§ **Work order**
The data below should be copied over with complete accuracy.
═══ The data
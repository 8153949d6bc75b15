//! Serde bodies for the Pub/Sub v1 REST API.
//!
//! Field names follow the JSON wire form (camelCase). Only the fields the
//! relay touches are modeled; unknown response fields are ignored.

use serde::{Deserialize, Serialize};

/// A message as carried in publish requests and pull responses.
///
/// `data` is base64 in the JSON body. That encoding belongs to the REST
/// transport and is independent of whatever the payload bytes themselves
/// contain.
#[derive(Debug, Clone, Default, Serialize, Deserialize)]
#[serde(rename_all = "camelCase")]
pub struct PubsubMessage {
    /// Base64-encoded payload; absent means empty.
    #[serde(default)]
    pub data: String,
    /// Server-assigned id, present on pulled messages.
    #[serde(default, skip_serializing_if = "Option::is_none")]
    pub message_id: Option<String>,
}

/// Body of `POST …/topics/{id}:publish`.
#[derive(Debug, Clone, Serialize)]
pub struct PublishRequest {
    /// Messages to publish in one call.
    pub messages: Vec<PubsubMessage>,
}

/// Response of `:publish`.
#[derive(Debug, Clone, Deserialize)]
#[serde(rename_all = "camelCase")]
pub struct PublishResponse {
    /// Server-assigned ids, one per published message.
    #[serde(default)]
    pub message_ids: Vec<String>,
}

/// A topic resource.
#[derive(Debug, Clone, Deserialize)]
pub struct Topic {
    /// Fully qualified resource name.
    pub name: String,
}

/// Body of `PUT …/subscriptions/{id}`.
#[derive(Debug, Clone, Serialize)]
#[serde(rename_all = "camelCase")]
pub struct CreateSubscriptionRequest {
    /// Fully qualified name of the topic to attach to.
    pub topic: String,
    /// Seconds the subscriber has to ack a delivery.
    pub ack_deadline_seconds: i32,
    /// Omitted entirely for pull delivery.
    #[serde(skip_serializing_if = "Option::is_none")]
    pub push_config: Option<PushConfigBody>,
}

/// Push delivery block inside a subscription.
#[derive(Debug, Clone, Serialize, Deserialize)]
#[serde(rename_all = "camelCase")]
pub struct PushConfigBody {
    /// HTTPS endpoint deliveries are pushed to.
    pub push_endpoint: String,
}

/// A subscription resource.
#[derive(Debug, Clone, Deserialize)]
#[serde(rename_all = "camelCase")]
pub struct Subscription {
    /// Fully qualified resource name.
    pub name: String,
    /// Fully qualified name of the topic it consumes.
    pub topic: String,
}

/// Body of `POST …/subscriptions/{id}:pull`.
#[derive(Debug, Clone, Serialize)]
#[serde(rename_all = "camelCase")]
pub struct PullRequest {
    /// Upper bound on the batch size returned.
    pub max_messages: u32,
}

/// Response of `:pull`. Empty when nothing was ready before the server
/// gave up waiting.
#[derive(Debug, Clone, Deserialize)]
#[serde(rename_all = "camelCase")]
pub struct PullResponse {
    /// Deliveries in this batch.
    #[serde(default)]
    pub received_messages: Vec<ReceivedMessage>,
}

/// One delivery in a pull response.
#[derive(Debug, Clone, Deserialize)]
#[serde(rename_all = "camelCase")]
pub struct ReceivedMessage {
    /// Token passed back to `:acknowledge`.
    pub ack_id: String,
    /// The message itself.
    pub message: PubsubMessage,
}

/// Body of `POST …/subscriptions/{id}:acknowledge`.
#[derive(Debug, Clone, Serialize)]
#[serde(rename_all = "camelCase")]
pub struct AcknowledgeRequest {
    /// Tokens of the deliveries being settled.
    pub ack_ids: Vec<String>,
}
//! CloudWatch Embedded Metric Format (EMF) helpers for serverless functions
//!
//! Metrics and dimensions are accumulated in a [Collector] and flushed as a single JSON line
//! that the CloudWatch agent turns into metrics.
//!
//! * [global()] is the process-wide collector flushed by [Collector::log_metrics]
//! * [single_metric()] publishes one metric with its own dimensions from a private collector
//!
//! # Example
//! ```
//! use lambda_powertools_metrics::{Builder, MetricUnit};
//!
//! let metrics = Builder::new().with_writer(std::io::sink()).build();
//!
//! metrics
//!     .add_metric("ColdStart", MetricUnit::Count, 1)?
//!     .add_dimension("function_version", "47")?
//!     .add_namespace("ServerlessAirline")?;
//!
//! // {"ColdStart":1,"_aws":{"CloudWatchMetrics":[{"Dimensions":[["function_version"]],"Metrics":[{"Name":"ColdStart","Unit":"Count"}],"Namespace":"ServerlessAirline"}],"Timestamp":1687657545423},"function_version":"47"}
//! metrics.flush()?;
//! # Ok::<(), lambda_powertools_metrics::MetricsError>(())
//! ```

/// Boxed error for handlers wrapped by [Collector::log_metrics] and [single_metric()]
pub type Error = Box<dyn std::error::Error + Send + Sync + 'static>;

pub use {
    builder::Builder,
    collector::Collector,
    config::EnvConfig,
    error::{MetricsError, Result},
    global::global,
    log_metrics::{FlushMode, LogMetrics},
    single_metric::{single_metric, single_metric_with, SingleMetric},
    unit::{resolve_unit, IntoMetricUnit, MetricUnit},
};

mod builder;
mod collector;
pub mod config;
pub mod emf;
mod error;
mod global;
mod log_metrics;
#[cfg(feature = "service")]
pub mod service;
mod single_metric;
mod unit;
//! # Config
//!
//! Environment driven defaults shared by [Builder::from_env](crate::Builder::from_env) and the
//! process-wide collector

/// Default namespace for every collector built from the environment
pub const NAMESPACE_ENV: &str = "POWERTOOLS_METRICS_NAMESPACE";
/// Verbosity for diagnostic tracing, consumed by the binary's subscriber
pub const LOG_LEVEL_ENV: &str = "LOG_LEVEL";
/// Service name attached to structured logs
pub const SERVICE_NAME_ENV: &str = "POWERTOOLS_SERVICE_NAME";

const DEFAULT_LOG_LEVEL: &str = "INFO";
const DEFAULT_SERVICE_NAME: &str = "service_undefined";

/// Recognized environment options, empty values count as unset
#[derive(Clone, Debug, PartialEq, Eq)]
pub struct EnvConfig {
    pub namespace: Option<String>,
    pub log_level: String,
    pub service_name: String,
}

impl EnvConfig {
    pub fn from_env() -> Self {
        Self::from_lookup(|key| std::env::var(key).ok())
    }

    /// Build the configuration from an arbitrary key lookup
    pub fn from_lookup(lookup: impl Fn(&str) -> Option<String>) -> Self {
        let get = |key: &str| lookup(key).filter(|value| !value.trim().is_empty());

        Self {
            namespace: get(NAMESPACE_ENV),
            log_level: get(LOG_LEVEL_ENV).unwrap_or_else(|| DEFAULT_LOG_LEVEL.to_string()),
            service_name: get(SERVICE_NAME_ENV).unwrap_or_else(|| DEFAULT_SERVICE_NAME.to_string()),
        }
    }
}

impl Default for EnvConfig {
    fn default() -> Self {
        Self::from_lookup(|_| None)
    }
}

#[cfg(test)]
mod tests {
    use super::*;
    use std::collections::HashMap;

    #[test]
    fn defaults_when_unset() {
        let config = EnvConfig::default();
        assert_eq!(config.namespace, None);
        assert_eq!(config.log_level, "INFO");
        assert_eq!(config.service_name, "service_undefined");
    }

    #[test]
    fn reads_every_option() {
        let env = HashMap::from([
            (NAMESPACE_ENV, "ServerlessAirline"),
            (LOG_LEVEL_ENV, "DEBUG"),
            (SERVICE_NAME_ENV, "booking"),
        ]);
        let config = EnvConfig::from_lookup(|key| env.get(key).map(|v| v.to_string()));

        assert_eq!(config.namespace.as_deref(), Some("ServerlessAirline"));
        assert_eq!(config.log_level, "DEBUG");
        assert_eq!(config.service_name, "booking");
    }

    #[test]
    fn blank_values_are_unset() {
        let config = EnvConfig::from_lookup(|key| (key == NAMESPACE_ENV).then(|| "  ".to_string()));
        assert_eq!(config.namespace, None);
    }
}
══════
§ **Answer to this problem**
repository 8153949d6bc75b15
//! Serde bodies for the Pub/Sub v1 REST API.
//!
//! Field names follow the JSON wire form (camelCase). Only the fields the
//! relay touches are modeled; unknown response fields are ignored.

use serde::{Deserialize, Serialize};

/// A message as carried in publish requests and pull responses.
///
/// `data` is base64 in the JSON body. That encoding belongs to the REST
/// transport and is independent of whatever the payload bytes themselves
/// contain.
#[derive(Debug, Clone, Default, Serialize, Deserialize)]
#[serde(rename_all = "camelCase")]
pub struct PubsubMessage {
    /// Base64-encoded payload; absent means empty.
    #[serde(default)]
    pub data: String,
    /// Server-assigned id, present on pulled messages.
    #[serde(default, skip_serializing_if = "Option::is_none")]
    pub message_id: Option<String>,
}

/// Body of `POST …/topics/{id}:publish`.
#[derive(Debug, Clone, Serialize)]
pub struct PublishRequest {
    /// Messages to publish in one call.
    pub messages: Vec<PubsubMessage>,
}

/// Response of `:publish`.
#[derive(Debug, Clone, Deserialize)]
#[serde(rename_all = "camelCase")]
pub struct PublishResponse {
    /// Server-assigned ids, one per published message.
    #[serde(default)]
    pub message_ids: Vec<String>,
}

/// A topic resource.
#[derive(Debug, Clone, Deserialize)]
pub struct Topic {
    /// Fully qualified resource name.
    pub name: String,
}

/// Body of `PUT …/subscriptions/{id}`.
#[derive(Debug, Clone, Serialize)]
#[serde(rename_all = "camelCase")]
pub struct CreateSubscriptionRequest {
    /// Fully qualified name of the topic to attach to.
    pub topic: String,
    /// Seconds the subscriber has to ack a delivery.
    pub ack_deadline_seconds: i32,
    /// Omitted entirely for pull delivery.
    #[serde(skip_serializing_if = "Option::is_none")]
    pub push_config: Option<PushConfigBody>,
}

/// Push delivery block inside a subscription.
#[derive(Debug, Clone, Serialize, Deserialize)]
#[serde(rename_all = "camelCase")]
pub struct PushConfigBody {
    /// HTTPS endpoint deliveries are pushed to.
    pub push_endpoint: String,
}

/// A subscription resource.
#[derive(Debug, Clone, Deserialize)]
#[serde(rename_all = "camelCase")]
pub struct Subscription {
    /// Fully qualified resource name.
    pub name: String,
    /// Fully qualified name of the topic it consumes.
    pub topic: String,
}

/// Body of `POST …/subscriptions/{id}:pull`.
#[derive(Debug, Clone, Serialize)]
#[serde(rename_all = "camelCase")]
pub struct PullRequest {
    /// Upper bound on the batch size returned.
    pub max_messages: u32,
}

/// Response of `:pull`. Empty when nothing was ready before the server
/// gave up waiting.
#[derive(Debug, Clone, Deserialize)]
#[serde(rename_all = "camelCase")]
pub struct PullResponse {
    /// Deliveries in this batch.
    #[serde(default)]
    pub received_messages: Vec<ReceivedMessage>,
}

/// One delivery in a pull response.
#[derive(Debug, Clone, Deserialize)]
#[serde(rename_all = "camelCase")]
pub struct ReceivedMessage {
    /// Token passed back to `:acknowledge`.
    pub ack_id: String,
    /// The message itself.
    pub message: PubsubMessage,
}

/// Body of `POST …/subscriptions/{id}:acknowledge`.
#[derive(Debug, Clone, Serialize)]
#[serde(rename_all = "camelCase")]
pub struct AcknowledgeRequest {
    /// Tokens of the deliveries being settled.
    pub ack_ids: Vec<String>,
}
//! CloudWatch Embedded Metric Format (EMF) helpers for serverless functions
//!
//! Metrics and dimensions are accumulated in a [Collector] and flushed as a single JSON line
//! that the CloudWatch agent turns into metrics.
//!
//! * [global()] is the process-wide collector flushed by [Collector::log_metrics]
//! * [single_metric()] publishes one metric with its own dimensions from a private collector
//!
//! # Example
//! ```
//! use lambda_powertools_metrics::{Builder, MetricUnit};
//!
//! let metrics = Builder::new().with_writer(std::io::sink()).build();
//!
//! metrics
//!     .add_metric("ColdStart", MetricUnit::Count, 1)?
//!     .add_dimension("function_version", "47")?
//!     .add_namespace("ServerlessAirline")?;
//!
//! // {"ColdStart":1,"_aws":{"CloudWatchMetrics":[{"Dimensions":[["function_version"]],"Metrics":[{"Name":"ColdStart","Unit":"Count"}],"Namespace":"ServerlessAirline"}],"Timestamp":1687657545423},"function_version":"47"}
//! metrics.flush()?;
//! # Ok::<(), lambda_powertools_metrics::MetricsError>(())
//! ```

/// Boxed error for handlers wrapped by [Collector::log_metrics] and [single_metric()]
pub type Error = Box<dyn std::error::Error + Send + Sync + 'static>;

pub use {
    builder::Builder,
    collector::Collector,
    config::EnvConfig,
    error::{MetricsError, Result},
    global::global,
    log_metrics::{FlushMode, LogMetrics},
    single_metric::{single_metric, single_metric_with, SingleMetric},
    unit::{resolve_unit, IntoMetricUnit, MetricUnit},
};

mod builder;
mod collector;
pub mod config;
pub mod emf;
mod error;
mod global;
mod log_metrics;
#[cfg(feature = "service")]
pub mod service;
mod single_metric;
mod unit;
//! # Config
//!
//! Environment driven defaults shared by [Builder::from_env](crate::Builder::from_env) and the
//! process-wide collector

/// Default namespace for every collector built from the environment
pub const NAMESPACE_ENV: &str = "POWERTOOLS_METRICS_NAMESPACE";
/// Verbosity for diagnostic tracing, consumed by the binary's subscriber
pub const LOG_LEVEL_ENV: &str = "LOG_LEVEL";
/// Service name attached to structured logs
pub const SERVICE_NAME_ENV: &str = "POWERTOOLS_SERVICE_NAME";

const DEFAULT_LOG_LEVEL: &str = "INFO";
const DEFAULT_SERVICE_NAME: &str = "service_undefined";

/// Recognized environment options, empty values count as unset
#[derive(Clone, Debug, PartialEq, Eq)]
pub struct EnvConfig {
    pub namespace: Option<String>,
    pub log_level: String,
    pub service_name: String,
}

impl EnvConfig {
    pub fn from_env() -> Self {
        Self::from_lookup(|key| std::env::var(key).ok())
    }

    /// Build the configuration from an arbitrary key lookup
    pub fn from_lookup(lookup: impl Fn(&str) -> Option<String>) -> Self {
        let get = |key: &str| lookup(key).filter(|value| !value.trim().is_empty());

        Self {
            namespace: get(NAMESPACE_ENV),
            log_level: get(LOG_LEVEL_ENV).unwrap_or_else(|| DEFAULT_LOG_LEVEL.to_string()),
            service_name: get(SERVICE_NAME_ENV).unwrap_or_else(|| DEFAULT_SERVICE_NAME.to_string()),
        }
    }
}

impl Default for EnvConfig {
    fn default() -> Self {
        Self::from_lookup(|_| None)
    }
}

#[cfg(test)]
mod tests {
    use super::*;
    use std::collections::HashMap;

    #[test]
    fn defaults_when_unset() {
        let config = EnvConfig::default();
        assert_eq!(config.namespace, None);
        assert_eq!(config.log_level, "INFO");
        assert_eq!(config.service_name, "service_undefined");
    }

    #[test]
    fn reads_every_option() {
        let env = HashMap::from([
            (NAMESPACE_ENV, "ServerlessAirline"),
            (LOG_LEVEL_ENV, "DEBUG"),
            (SERVICE_NAME_ENV, "booking"),
        ]);
        let config = EnvConfig::from_lookup(|key| env.get(key).map(|v| v.to_string()));

        assert_eq!(config.namespace.as_deref(), Some("ServerlessAirline"));
        assert_eq!(config.log_level, "DEBUG");
        assert_eq!(config.service_name, "booking");
    }

    #[test]
    fn blank_values_are_unset() {
        let config = EnvConfig::from_lookup(|key| (key == NAMESPACE_ENV).then(|| "  ".to_string()));
        assert_eq!(config.namespace, None);
    }
}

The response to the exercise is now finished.